# Can't get DX out of boot loop



## trsh (Apr 8, 2012)

My DX got stuck in a boot loop after I changed the fonts through Rom Control. It's worked fine before, but this time there must have been a problem because it boot looped. So I was able to get into recovery to clear cache and wipe data, but when I try to reboot, it just bootloops again. Is there anything I can do other than SBF'ing? I'm worried I don't have enough battery life to SBF - I think I'm at 22 pct or so.


----------



## Goose306 (Sep 12, 2011)

Fonts are in /system. Reflash the rom. That's why changing fonts require root access.

Sent from my HWA GummyX!


----------



## trsh (Apr 8, 2012)

Goose306 said:


> Fonts are in /system. Reflash the rom.
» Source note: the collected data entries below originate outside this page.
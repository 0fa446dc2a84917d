//! Headless Trip Simulator
//!
//! Plans and sails trips for one agent over a synthetic value landscape,
//! feeding every outcome back into the agent's location values.

use std::collections::BTreeMap;
use std::path::PathBuf;

use clap::Parser;
use harvest_planner::agent::{AgentSnapshot, AlwaysAllowed, DeviceReading, ModelClock};
use harvest_planner::attraction::{
    total_attraction, AttractionField, FieldContext, GlobalModulator, LocalModulator, LocationValueMaps,
    LocationValueStore, Observation,
};
use harvest_planner::core::types::{Cell, DeviceId, Hours};
use harvest_planner::geography::{BanLayer, BannedArea, Distance, Euclidean};
use harvest_planner::planning::{ActionKind, Plan, PlannedAction, PlanningEnv, TripPlanner};
use harvest_planner::{PlannerConfig, Result};
use rand::{Rng, SeedableRng};
use rand_chacha::ChaCha8Rng;
use serde::Serialize;

/// Headless Trip Simulator - plan, sail and learn from fishing trips
#[derive(Parser, Debug)]
#[command(name = "trip_sim")]
#[command(about = "Plan and execute fishing trips against a synthetic value landscape")]
struct Args {
    /// TOML scenario file (defaults apply when omitted)
    #[arg(long)]
    config: Option<PathBuf>,

    /// Random seed for deterministic runs
    #[arg(long)]
    seed: Option<u64>,

    /// Number of trips to sail
    #[arg(long, default_value_t = 12)]
    trips: u32,

    /// Trips per simulated year; location values decay once a year
    #[arg(long, default_value_t = 6)]
    trips_per_year: u32,

    /// Number of value hotspots in the landscape
    #[arg(long, default_value_t = 5)]
    hotspots: usize,

    /// Output format: json or text
    #[arg(long, default_value = "text")]
    format: String,
}

#[derive(Serialize)]
struct TripReport {
    trip: u32,
    target_hours: Hours,
    planned: BTreeMap<ActionKind, usize>,
    executed: BTreeMap<ActionKind, usize>,
    hours_at_sea: Hours,
    catch: f64,
    replanned: bool,
    heading: [f64; 2],
}

#[derive(Serialize)]
struct SimReport {
    seed: u64,
    trips: Vec<TripReport>,
    total_catch: f64,
    devices_at_sea: usize,
    known_cells: BTreeMap<ActionKind, usize>,
}

/// Ground truth the agent only learns about by fishing
struct Landscape {
    hotspots: Vec<(Cell, f64, f64)>,
}

impl Landscape {
    fn generate(config: &PlannerConfig, count: usize, rng: &mut ChaCha8Rng) -> Self {
        let hotspots = (0..count)
            .map(|_| {
                let cell = Cell::new(
                    rng.gen_range(0..config.map.width as i32),
                    rng.gen_range(0..config.map.height as i32),
                );
                (cell, rng.gen_range(2_000.0..8_000.0), rng.gen_range(2.0..6.0))
            })
            .collect();
        Self { hotspots }
    }

    fn value_at(&self, cell: Cell) -> f64 {
        self.hotspots
            .iter()
            .map(|(centre, peak, radius)| {
                let d = Euclidean::default().distance(cell, *centre);
                peak * (-(d * d) / (2.0 * radius * radius)).exp()
            })
            .sum()
    }

    /// Noisy first impressions used to cold-start the value stores
    fn survey(&self, config: &PlannerConfig, samples: usize, rng: &mut ChaCha8Rng) -> Vec<(Cell, f64)> {
        (0..samples)
            .map(|_| {
                let cell = Cell::new(
                    rng.gen_range(0..config.map.width as i32),
                    rng.gen_range(0..config.map.height as i32),
                );
                (cell, self.value_at(cell) * rng.gen_range(0.5..1.5))
            })
            .collect()
    }
}

struct Voyage {
    agent: AgentSnapshot,
    maps: LocationValueMaps,
    landscape: Landscape,
    next_device: u32,
    hold_capacity: f64,
}

impl Voyage {
    fn new(config: &PlannerConfig, hotspots: usize, rng: &mut ChaCha8Rng) -> Self {
        let home = Cell::new(0, (config.map.height / 2) as i32);
        let mut agent = AgentSnapshot::new(home, 10.0);
        agent.max_trip_hours = config.trip.max_trip_hours;
        agent.sets_allowance = 60;
        agent.sets_remaining = 60;
        agent.devices_in_stock = 150;
        agent.active_devices_limit = 30;

        let landscape = Landscape::generate(config, hotspots, rng);
        let mut maps = LocationValueMaps::new();
        for kind in [ActionKind::Deploy, ActionKind::FishUnassociated, ActionKind::SetForeign] {
            let survey = landscape.survey(config, config.location_values.capacity, rng);
            maps.insert(LocationValueStore::from_config(kind, &config.location_values).seeded(survey));
        }

        Self {
            agent,
            maps,
            landscape,
            next_device: 0,
            hold_capacity: 200_000.0,
        }
    }

    fn clock(&self) -> ModelClock {
        ModelClock::new((self.agent.now / 24.0).floor() as u64, 24.0)
    }

    /// Pull of the known values as seen from port, for the report
    fn heading(&self, config: &PlannerConfig) -> [f64; 2] {
        let a = &config.attraction;
        let mut fields = Vec::new();
        if let Some(store) = self.maps.get(ActionKind::Deploy) {
            fields.push(AttractionField::from_config(
                store,
                LocalModulator::can_act_there(),
                GlobalModulator::for_deployments(a),
                a,
            ));
        }
        if let Some(store) = self.maps.get(ActionKind::FishUnassociated) {
            fields.push(AttractionField::from_config(
                store,
                LocalModulator::can_act_there().with_time_since_last_visit(a.unassociated_time_since_visit),
                GlobalModulator::for_sets(a),
                a,
            ));
        }
        if let Some(store) = self.maps.get(ActionKind::SetForeign) {
            fields.push(AttractionField::from_config(
                store,
                LocalModulator::can_act_there().with_time_since_last_visit(a.foreign_time_since_visit),
                GlobalModulator::for_sets(a),
                a,
            ));
        }

        let ctx = FieldContext {
            agent: &self.agent,
            distance: &Euclidean::default(),
            oracle: &AlwaysAllowed,
            clock: self.clock(),
        };
        let pull = total_attraction(&fields, &ctx);
        [pull.x, pull.y]
    }

    /// Carry out one action and report what was found
    fn execute(&mut self, action: &PlannedAction, rng: &mut ChaCha8Rng) -> f64 {
        let cell = action.cell();
        let truth = self.landscape.value_at(cell);
        let catch = match action {
            PlannedAction::Deploy { .. } => {
                self.agent.devices_in_stock = self.agent.devices_in_stock.saturating_sub(1);
                self.agent.active_devices += 1;
                self.agent.deployed_devices.push(DeviceReading {
                    device: DeviceId::new(self.next_device),
                    cell,
                    value: 0.0,
                });
                self.next_device += 1;
                self.maps.observe(&Observation::new(ActionKind::Deploy, cell, truth * 0.1));
                0.0
            }
            PlannedAction::FishUnassociated { .. } => {
                let catch = truth * rng.gen_range(0.0..1.0);
                self.maps.observe(&Observation::new(ActionKind::FishUnassociated, cell, catch));
                catch
            }
            PlannedAction::SetOwn { device, .. } => {
                let mut catch = 0.0;
                if let Some(reading) = self.agent.deployed_devices.iter_mut().find(|r| r.device == *device) {
                    catch = reading.value;
                    reading.value = 0.0;
                }
                self.maps.observe(&Observation::new(ActionKind::Deploy, cell, catch * 0.1));
                catch
            }
            PlannedAction::SetForeign { minimum_value, .. } => {
                let found = truth * rng.gen_range(0.0..0.8);
                let catch = if found >= *minimum_value { found } else { 0.0 };
                self.maps.observe(&Observation::new(ActionKind::SetForeign, cell, catch));
                catch
            }
        };

        if action.kind() != ActionKind::Deploy {
            self.agent.sets_remaining = self.agent.sets_remaining.saturating_sub(1);
        }
        self.agent.record_visit(cell, self.agent.now);
        self.agent.hold_fill_fraction = (self.agent.hold_fill_fraction + catch / self.hold_capacity).min(1.0);
        tracing::debug!(kind = %action.kind(), %cell, catch, "action executed");
        catch
    }

    /// Devices aggregate value between trips
    fn soak_devices(&mut self) {
        for reading in &mut self.agent.deployed_devices {
            reading.value += self.landscape.value_at(reading.cell) * 0.5;
        }
    }

    fn new_year(&mut self) {
        self.maps.step();
        self.agent.sets_remaining = self.agent.sets_allowance;
        tracing::info!(
            deploy_cells = self.maps.get(ActionKind::Deploy).map_or(0, LocationValueStore::len),
            "new fishing year"
        );
    }

    fn sail(
        &mut self,
        trip: u32,
        planner: &mut TripPlanner,
        config: &PlannerConfig,
        distance: &dyn Distance,
        rng: &mut ChaCha8Rng,
    ) -> TripReport {
        self.soak_devices();
        let heading = self.heading(config);

        let mut plan = {
            let env = PlanningEnv {
                agent: &self.agent,
                location_values: &self.maps,
                distance,
                oracle: &AlwaysAllowed,
                clock: self.clock(),
            };
            planner.plan_new_trip(&env, rng)
        };
        let planned = count_kinds(&plan);

        let mut executed = BTreeMap::new();
        let mut catch = 0.0;
        let mut replanned = false;
        while let Some(action) = plan.poll_next_action() {
            let hours = distance.distance(self.agent.position, action.cell()) / self.agent.speed
                + action.duration_hours();
            self.agent.position = action.cell();
            self.agent.hours_at_sea += hours;
            self.agent.now += hours;

            catch += self.execute(&action, rng);
            *executed.entry(action.kind()).or_insert(0) += 1;

            // once staying out loses its appeal, rebuild the rest of the trip
            let stay_out = GlobalModulator::for_time_at_sea(&config.attraction).modulate(&self.agent);
            if !replanned && stay_out < 0.5 && !plan.is_empty() {
                replanned = true;
                let env = PlanningEnv {
                    agent: &self.agent,
                    location_values: &self.maps,
                    distance,
                    oracle: &AlwaysAllowed,
                    clock: self.clock(),
                };
                plan = planner.replan(&plan, self.agent.hours_at_sea, &env, rng);
            }
        }

        let home_leg = distance.distance(self.agent.position, self.agent.home) / self.agent.speed;
        self.agent.now += home_leg;
        let hours_at_sea = self.agent.hours_at_sea + home_leg;
        self.agent.position = self.agent.home;
        self.agent.hours_at_sea = 0.0;
        self.agent.hold_fill_fraction = 0.0;

        TripReport {
            trip,
            target_hours: planner.target_hours(),
            planned,
            executed,
            hours_at_sea,
            catch,
            replanned,
            heading,
        }
    }
}

fn count_kinds(plan: &Plan) -> BTreeMap<ActionKind, usize> {
    let mut counts = BTreeMap::new();
    for action in plan.pending() {
        *counts.entry(action.kind()).or_insert(0) += 1;
    }
    counts
}

fn run(args: &Args, seed: u64) -> Result<SimReport> {
    let config = match &args.config {
        Some(path) => PlannerConfig::load(path)?,
        None => PlannerConfig::default(),
    };
    let mut rng = ChaCha8Rng::seed_from_u64(seed);

    // keep the fleet off the home port approaches
    let bans = BanLayer::new().with_area(BannedArea::new(
        Cell::new(0, 0),
        Cell::new(1, config.map.height.saturating_sub(1) as i32),
    ));
    let mut planner = TripPlanner::from_config(&config, &bans)?;
    let distance = Euclidean::default();
    let mut voyage = Voyage::new(&config, args.hotspots, &mut rng);

    let mut trips = Vec::with_capacity(args.trips as usize);
    for trip in 0..args.trips {
        if trip > 0 && args.trips_per_year > 0 && trip % args.trips_per_year == 0 {
            voyage.new_year();
        }
        let report = voyage.sail(trip, &mut planner, &config, &distance, &mut rng);
        tracing::info!(
            trip,
            catch = report.catch,
            hours = report.hours_at_sea,
            replanned = report.replanned,
            "trip complete"
        );
        trips.push(report);
    }

    let total_catch = trips.iter().map(|t| t.catch).sum();
    let known_cells = voyage.maps.iter().map(|store| (store.kind(), store.len())).collect();
    Ok(SimReport {
        seed,
        trips,
        total_catch,
        devices_at_sea: voyage.agent.deployed_devices.len(),
        known_cells,
    })
}

fn main() {
    tracing_subscriber::fmt()
        .with_env_filter(
            tracing_subscriber::EnvFilter::try_from_default_env()
                .unwrap_or_else(|_| tracing_subscriber::EnvFilter::new("harvest_planner=info,trip_sim=info")),
        )
        .with_writer(std::io::stderr)
        .init();

    let args = Args::parse();
    let seed = args.seed.unwrap_or_else(rand::random);

    let report = match run(&args, seed) {
        Ok(report) => report,
        Err(e) => {
            eprintln!("trip_sim failed: {}", e);
            std::process::exit(1);
        }
    };

    if args.format == "json" {
        match serde_json::to_string_pretty(&report) {
            Ok(json) => println!("{}", json),
            Err(e) => {
                eprintln!("Failed to serialize report: {}", e);
                std::process::exit(1);
            }
        }
    } else {
        println!("Seed: {}", report.seed);
        for trip in &report.trips {
            println!(
                "Trip {:>3}: {:>6.1}h of {:>6.1}h, {} actions, catch {:>10.1}{}",
                trip.trip,
                trip.hours_at_sea,
                trip.target_hours,
                trip.executed.values().sum::<usize>(),
                trip.catch,
                if trip.replanned { " (replanned)" } else { "" }
            );
        }
        println!("Total catch: {:.1}", report.total_catch);
        println!("Devices at sea: {}", report.devices_at_sea);
    }
}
That's why changing fonts require root access.
> 
> Sent from my HWA GummyX!


I was rooted, running AOKP. I just ended up SBF'ing to fix everything. Didn't want to run out of battery by trying too many diff options.


----------



## Goose306 (Sep 12, 2011)

trsh said:


> I was rooted, running AOKP. I just ended up SBF'ing to fix everything. Didn't want to run out of battery by trying too many diff options.


Ah yeah. Its cuz the ICS. Lotta the stuff in ROM toolbox is designed for GB so can cause boot loops on ICS.

Sent from my HWA GummyX


----------